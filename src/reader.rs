//! Text to [`Value`] trees.
//!
//! Reading happens in two passes. [`tokenize`] splits the source into borrowed
//! tokens with `nom` combinators, without checking balance. A [`Reader`] then
//! walks the token vector forward-only and builds forms, expanding reader
//! macros (`'x` becomes `(quote x)` and so on) as it goes.

use std::collections::BTreeMap;

use nom::{
    IResult, Parser,
    branch::alt,
    bytes::complete::{tag, take_while, take_while1},
    character::complete::{char, digit1, one_of},
    combinator::{all_consuming, opt, recognize},
    sequence::pair,
};
use tracing::trace;

use crate::ast::{MapKey, NumberType, Value, hashmap, list, sym, vector};
use crate::{Error, MAX_PARSE_DEPTH, ParseError, ParseErrorKind};

/// Characters that always stand alone as one-character tokens
const SINGLE_CHAR_TOKENS: &str = "[]{}()'`~^@";

/// Characters that end an atom token
const ATOM_DELIMITERS: &str = "[]{}()'\"`,;";

fn is_separator(c: char) -> bool {
    c.is_whitespace() || c == ','
}

/// Whitespace and commas between tokens
fn separator(input: &str) -> IResult<&str, &str> {
    take_while(is_separator).parse(input)
}

/// A double-quoted string, escapes left in place.
///
/// An unterminated string runs to the end of input; `read_atom` rejects it.
fn string_token(input: &str) -> IResult<&str, &str> {
    let (body, _) = char('"').parse(input)?;
    let mut chars = body.char_indices();
    let mut end = body.len();
    while let Some((i, c)) = chars.next() {
        match c {
            '\\' => {
                chars.next();
            }
            '"' => {
                end = i + 1;
                break;
            }
            _ => {}
        }
    }
    let consumed = 1 + end;
    Ok((&input[consumed..], &input[..consumed]))
}

/// `;` up to (not including) the end of line
fn comment_token(input: &str) -> IResult<&str, &str> {
    recognize(pair(char(';'), take_while(|c: char| c != '\n'))).parse(input)
}

fn atom_token(input: &str) -> IResult<&str, &str> {
    take_while1(|c: char| !c.is_whitespace() && !ATOM_DELIMITERS.contains(c)).parse(input)
}

fn token(input: &str) -> IResult<&str, &str> {
    alt((
        tag("~@"),
        recognize(one_of(SINGLE_CHAR_TOKENS)),
        string_token,
        comment_token,
        atom_token,
    ))
    .parse(input)
}

/// Convert nom errors to a reader error with the position of the failure
fn token_error(input: &str, error: nom::Err<nom::error::Error<&str>>) -> Error {
    let message = match error {
        nom::Err::Error(e) | nom::Err::Failure(e) => {
            let position = input.len().saturating_sub(e.input.len());
            let near: String = e.input.chars().take(10).collect();
            format!("could not tokenize input at position {position} near '{near}'")
        }
        nom::Err::Incomplete(_) => "incomplete input".into(),
    };
    Error::parse(ParseErrorKind::InvalidToken, message)
}

/// Split source text into tokens.
///
/// Separators (whitespace and commas) are dropped; every other character
/// belongs to exactly one token.
pub fn tokenize(input: &str) -> Result<Vec<&str>, Error> {
    let mut tokens = Vec::new();
    let mut rest = input;
    loop {
        let (after_separator, _) = separator(rest).map_err(|e| token_error(input, e))?;
        if after_separator.is_empty() {
            break;
        }
        let (remaining, tok) = token(after_separator).map_err(|e| token_error(input, e))?;
        if !tok.is_empty() {
            tokens.push(tok);
        }
        rest = remaining;
    }
    trace!(?tokens, "tokenize");
    Ok(tokens)
}

/// Forward-only cursor over a token vector
#[derive(Debug)]
pub struct Reader<'a> {
    tokens: Vec<&'a str>,
    position: usize,
}

impl<'a> Reader<'a> {
    pub fn new(tokens: Vec<&'a str>) -> Self {
        Reader {
            tokens,
            position: 0,
        }
    }

    /// The current token, if any
    pub fn peek(&self) -> Option<&'a str> {
        self.tokens.get(self.position).copied()
    }

    /// The current token; advances past it
    pub fn next_token(&mut self) -> Result<&'a str, Error> {
        let tok = self.peek().ok_or_else(no_more_input)?;
        self.position += 1;
        Ok(tok)
    }
}

fn no_more_input() -> Error {
    Error::parse(
        ParseErrorKind::NoMoreInput,
        "Reader has passed the end of the input. There are probably unbalanced parens present in the input.",
    )
}

fn invalid_token(token: &str) -> Error {
    Error::Parse(ParseError::new(
        ParseErrorKind::InvalidToken,
        format!("could not parse token: \"{token}\""),
        Some(token.to_owned()),
    ))
}

/// Read one form starting at the reader's current token
pub fn read_form(reader: &mut Reader<'_>, depth: usize) -> Result<Value, Error> {
    if depth > MAX_PARSE_DEPTH {
        return Err(Error::parse(
            ParseErrorKind::TooDeeplyNested,
            format!("Expression too deeply nested (max depth: {MAX_PARSE_DEPTH})"),
        ));
    }

    let form = match reader.peek().ok_or_else(no_more_input)? {
        "(" => list(read_seq(reader, ')', depth)?),
        "[" => vector(read_seq(reader, ']', depth)?),
        "{" => read_hashmap(reader, depth)?,
        tok @ (")" | "]" | "}") => return Err(invalid_token(tok)),
        _ => read_atom(reader, depth)?,
    };
    trace!(depth, %form, "read_form");
    Ok(form)
}

/// Elements between the current opening token and `close`.
///
/// Comments inside the brackets are dropped. Any other closer before `close`
/// leaves the set unbalanced.
fn read_seq(reader: &mut Reader<'_>, close: char, depth: usize) -> Result<Vec<Value>, Error> {
    reader.next_token()?;
    let mut items = Vec::new();
    loop {
        match reader.peek() {
            None => {
                return Err(Error::parse(
                    ParseErrorKind::UnbalancedParens,
                    format!("expected '{close}', got EOF"),
                ));
            }
            Some(tok) if tok.len() == 1 && tok.starts_with(close) => {
                reader.next_token()?;
                return Ok(items);
            }
            Some(tok @ (")" | "]" | "}")) => {
                return Err(Error::Parse(ParseError::new(
                    ParseErrorKind::UnbalancedParens,
                    format!("expected '{close}', got '{tok}'"),
                    Some(tok.to_owned()),
                )));
            }
            Some(tok) if tok.starts_with(';') => {
                reader.next_token()?;
            }
            Some(_) => items.push(read_form(reader, depth + 1)?),
        }
    }
}

fn read_hashmap(reader: &mut Reader<'_>, depth: usize) -> Result<Value, Error> {
    let mut elements = read_seq(reader, '}', depth)?.into_iter();
    let mut map = BTreeMap::new();
    while let Some(element) = elements.next() {
        let key = MapKey::try_from(&element).map_err(|bad| {
            Error::Parse(ParseError::new(
                ParseErrorKind::BadHashmapKey,
                format!("Hashmap key must be a keyword or string, got '{bad}'"),
                Some(bad.to_string()),
            ))
        })?;
        let value = elements.next().ok_or_else(|| {
            Error::Parse(ParseError::new(
                ParseErrorKind::UnbalancedHashmap,
                format!(
                    "Hashmap did not have a value for each key. Key without value was '{element}'."
                ),
                Some(element.to_string()),
            ))
        })?;
        map.insert(key, value);
    }
    Ok(hashmap(map))
}

/// `(name form)` for the single-form reader macros
fn reader_macro(name: &str, reader: &mut Reader<'_>, depth: usize) -> Result<Value, Error> {
    let form = read_form(reader, depth + 1)?;
    Ok(list(vec![sym(name), form]))
}

fn is_integer(token: &str) -> bool {
    all_consuming(recognize(pair(opt(char::<&str, ()>('-')), digit1)))
        .parse(token)
        .is_ok()
}

/// Strip the quotes of a string token and decode `\n`, `\\` and `\"`.
///
/// Any other escaped character stands for itself.
fn read_string(token: &str) -> Result<Value, Error> {
    let mut chars = token.chars().skip(1);
    let mut decoded = String::new();
    while let Some(c) = chars.next() {
        match c {
            '\\' => match chars.next() {
                Some('n') => decoded.push('\n'),
                Some(escaped) => decoded.push(escaped),
                None => break,
            },
            '"' => return Ok(Value::String(decoded)),
            c => decoded.push(c),
        }
    }
    Err(Error::Parse(ParseError::new(
        ParseErrorKind::InvalidToken,
        "expected '\"', got EOF",
        Some(token.to_owned()),
    )))
}

/// Read a reader macro or a single atom
pub fn read_atom(reader: &mut Reader<'_>, depth: usize) -> Result<Value, Error> {
    let token = reader.next_token()?;

    let atom = match token {
        "'" => reader_macro("quote", reader, depth)?,
        "`" => reader_macro("quasiquote", reader, depth)?,
        "~@" => reader_macro("splice-unquote", reader, depth)?,
        "~" => reader_macro("unquote", reader, depth)?,
        "@" => reader_macro("deref", reader, depth)?,
        "^" => {
            let meta = read_form(reader, depth + 1)?;
            let form = read_form(reader, depth + 1)?;
            list(vec![sym("with-meta"), form, meta])
        }
        _ if is_integer(token) => token
            .parse::<NumberType>()
            .map(Value::Integer)
            .map_err(|_| invalid_token(token))?,
        _ if token.starts_with('"') => read_string(token)?,
        _ if token.len() > 1
            && token.starts_with(':')
            && !token[1..].starts_with(|c: char| c.is_ascii_digit()) =>
        {
            Value::Keyword(token[1..].to_owned())
        }
        "true" => Value::Bool(true),
        "false" => Value::Bool(false),
        "nil" => Value::Nil,
        _ if token.starts_with(';') => Value::Comment(token.to_owned()),
        _ if !token.starts_with(|c: char| c.is_ascii_digit()) => Value::Symbol(token.to_owned()),
        _ => return Err(invalid_token(token)),
    };
    trace!(token, ?atom, "read_atom");
    Ok(atom)
}

/// Read the first form of `input`; any trailing tokens are ignored
pub fn read_str(input: &str) -> Result<Value, Error> {
    let mut reader = Reader::new(tokenize(input)?);
    read_form(&mut reader, 0)
}

/// Read every top-level form of `input` in order
pub fn read_all(input: &str) -> Result<Vec<Value>, Error> {
    let mut reader = Reader::new(tokenize(input)?);
    let mut forms = Vec::new();
    while reader.peek().is_some() {
        forms.push(read_form(&mut reader, 0)?);
    }
    Ok(forms)
}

········

→ **Exercise directions**: Please transcribe, exactly and with nothing added, the lines from the first line of the material above through the line that contains "use tracing::trace;".

→ **Task answer**:
filename src/reader.rs
//! Text to [`Value`] trees.
//!
//! Reading happens in two passes. [`tokenize`] splits the source into borrowed
//! tokens with `nom` combinators, without checking balance. A [`Reader`] then
//! walks the token vector forward-only and builds forms, expanding reader
//! macros (`'x` becomes `(quote x)` and so on) as it goes.

use std::collections::BTreeMap;

use nom::{
    IResult, Parser,
    branch::alt,
    bytes::complete::{tag, take_while, take_while1},
    character::complete::{char, digit1, one_of},
    combinator::{all_consuming, opt, recognize},
    sequence::pair,
};
use tracing::trace;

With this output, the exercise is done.